(What is expected) The complete set of records below must be repeated precisely as given.

(Dataset records begins)

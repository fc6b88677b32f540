//! Server assembly: configuration → stores → routers.

use std::sync::Arc;

use axum::Router;
use poto_codec::Codec;
use poto_core::config::{PotoConfig, SessionBackendKind};
use poto_core::dispatch::{rpc_router, RpcState};
use poto_core::handler::{HandlerRegistry, RpcModule};
use poto_core::principal::{MemoryPrincipalStore, PrincipalStore};
use poto_security::login::{login_router, AuthState};
use poto_security::{JwtAuthenticator, TokenIssuer};
use poto_session::{CookieSessionBackend, MemorySessionBackend, SessionError, SessionStore};
use tracing::info;

/// Build the session store named by the configuration. Handlers hold the
/// store as immutable configuration; the current principal always comes
/// from the request context.
pub fn session_store(config: &PotoConfig) -> Result<SessionStore, SessionError> {
    let store = match config.session_backend {
        SessionBackendKind::Memory => SessionStore::new(Arc::new(MemorySessionBackend::new(
            config.session_max_age(),
        ))),
        SessionBackendKind::Cookie => SessionStore::new(Arc::new(CookieSessionBackend::new(
            &config.secret,
            Codec::new(config.codec_limits()),
            config.session_max_age(),
            config.cookie_secure,
        )?)),
    };
    Ok(store)
}

/// Entry point for assembling a Poto server.
pub struct PotoServer;

impl PotoServer {
    pub fn builder(config: PotoConfig) -> PotoServerBuilder {
        PotoServerBuilder {
            config,
            registry: HandlerRegistry::new(),
            principal_store: Arc::new(MemoryPrincipalStore::new()),
        }
    }
}

/// Builder wiring handlers, the principal store, and the login surface
/// into one router.
pub struct PotoServerBuilder {
    config: PotoConfig,
    registry: HandlerRegistry,
    principal_store: Arc<dyn PrincipalStore>,
}

impl PotoServerBuilder {
    /// Swap in the capability interface used for principal lookup and
    /// visitor registration. Defaults to an in-memory store.
    pub fn principal_store(mut self, store: Arc<dyn PrincipalStore>) -> Self {
        self.principal_store = store;
        self
    }

    /// Register a handler module.
    pub fn register<M: RpcModule>(mut self, module: M) -> Self {
        self.registry.register(module);
        self
    }

    /// Assemble the router: login endpoints plus RPC dispatch.
    pub fn build(self) -> Router {
        let issuer = TokenIssuer::new(self.config.jwt_secret());
        let authenticator = Arc::new(JwtAuthenticator::new(
            issuer.clone(),
            Arc::clone(&self.principal_store),
        ));
        let codec = Codec::new(self.config.codec_limits());
        let state = RpcState::new(Arc::new(self.registry), authenticator, codec);
        login_router(AuthState::new(issuer, self.principal_store)).merge(rpc_router(state))
    }

    /// Build and serve on `addr` until shutdown.
    pub async fn serve(self, addr: &str) -> std::io::Result<()> {
        let router = self.build();
        let listener = tokio::net::TcpListener::bind(addr).await?;
        info!(%addr, "poto server listening");
        axum::serve(listener, router).await
    }
}

#[cfg(test)]
mod tests {
    use super::*;
    use http::{Request, StatusCode};
    use http_body_util::BodyExt;
    use tower::util::ServiceExt;

    #[tokio::test]
    async fn unknown_routes_fall_through_to_404() {
        let router = PotoServer::builder(PotoConfig::default()).build();
        let response = router
            .oneshot(
                Request::builder()
                    .uri("/nothing/here")
                    .method("POST")
                    .body(axum::body::Body::empty())
                    .unwrap(),
            )
            .await
            .unwrap();
        assert_eq!(response.status(), StatusCode::NOT_FOUND);
        let body = response.into_body().collect().await.unwrap().to_bytes();
        let json: serde_json::Value = serde_json::from_slice(&body).unwrap();
        assert_eq!(json["__error"]["name"], "NotFound");
    }

    #[test]
    fn both_backends_assemble() {
        let mut config = PotoConfig::default();
        assert!(session_store(&config).is_ok());
        config.session_backend = SessionBackendKind::Cookie;
        assert!(session_store(&config).is_ok());
    }
}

(Dataset records ends)

(Reply to the task)
repository fc6b88677b32f540
//! Server assembly: configuration → stores → routers.

use std::sync::Arc;

use axum::Router;
use poto_codec::Codec;
use poto_core::config::{PotoConfig, SessionBackendKind};
use poto_core::dispatch::{rpc_router, RpcState};
use poto_core::handler::{HandlerRegistry, RpcModule};
use poto_core::principal::{MemoryPrincipalStore, PrincipalStore};
use poto_security::login::{login_router, AuthState};
use poto_security::{JwtAuthenticator, TokenIssuer};
use poto_session::{CookieSessionBackend, MemorySessionBackend, SessionError, SessionStore};
use tracing::info;

/// Build the session store named by the configuration. Handlers hold the
/// store as immutable configuration; the current principal always comes
/// from the request context.
pub fn session_store(config: &PotoConfig) -> Result<SessionStore, SessionError> {
    let store = match config.session_backend {
        SessionBackendKind::Memory => SessionStore::new(Arc::new(MemorySessionBackend::new(
            config.session_max_age(),
        ))),
        SessionBackendKind::Cookie => SessionStore::new(Arc::new(CookieSessionBackend::new(
            &config.secret,
            Codec::new(config.codec_limits()),
            config.session_max_age(),
            config.cookie_secure,
        )?)),
    };
    Ok(store)
}

/// Entry point for assembling a Poto server.
pub struct PotoServer;

impl PotoServer {
    pub fn builder(config: PotoConfig) -> PotoServerBuilder {
        PotoServerBuilder {
            config,
            registry: HandlerRegistry::new(),
            principal_store: Arc::new(MemoryPrincipalStore::new()),
        }
    }
}

/// Builder wiring handlers, the principal store, and the login surface
/// into one router.
pub struct PotoServerBuilder {
    config: PotoConfig,
    registry: HandlerRegistry,
    principal_store: Arc<dyn PrincipalStore>,
}

impl PotoServerBuilder {
    /// Swap in the capability interface used for principal lookup and
    /// visitor registration. Defaults to an in-memory store.
    pub fn principal_store(mut self, store: Arc<dyn PrincipalStore>) -> Self {
        self.principal_store = store;
        self
    }

    /// Register a handler module.
    pub fn register<M: RpcModule>(mut self, module: M) -> Self {
        self.registry.register(module);
        self
    }

    /// Assemble the router: login endpoints plus RPC dispatch.
    pub fn build(self) -> Router {
        let issuer = TokenIssuer::new(self.config.jwt_secret());
        let authenticator = Arc::new(JwtAuthenticator::new(
            issuer.clone(),
            Arc::clone(&self.principal_store),
        ));
        let codec = Codec::new(self.config.codec_limits());
        let state = RpcState::new(Arc::new(self.registry), authenticator, codec);
        login_router(AuthState::new(issuer, self.principal_store)).merge(rpc_router(state))
    }

    /// Build and serve on `addr` until shutdown.
    pub async fn serve(self, addr: &str) -> std::io::Result<()> {
        let router = self.build();
        let listener = tokio::net::TcpListener::bind(addr).await?;
        info!(%addr, "poto server listening");
        axum::serve(listener, router).await
    }
}

#[cfg(test)]
mod tests {
    use super::*;
    use http::{Request, StatusCode};
    use http_body_util::BodyExt;
    use tower::util::ServiceExt;

    #[tokio::test]
    async fn unknown_routes_fall_through_to_404() {
        let router = PotoServer::builder(PotoConfig::default()).build();
        let response = router
            .oneshot(
                Request::builder()
                    .uri("/nothing/here")
                    .method("POST")
                    .body(axum::body::Body::empty())
                    .unwrap(),
            )
            .await
            .unwrap();
        assert_eq!(response.status(), StatusCode::NOT_FOUND);
        let body = response.into_body().collect().await.unwrap().to_bytes();
        let json: serde_json::Value = serde_json::from_slice(&body).unwrap();
        assert_eq!(json["__error"]["name"], "NotFound");
    }

    #[test]
    fn both_backends_assemble() {
        let mut config = PotoConfig::default();
        assert!(session_store(&config).is_ok());
        config.session_backend = SessionBackendKind::Cookie;
        assert!(session_store(&config).is_ok());
    }
}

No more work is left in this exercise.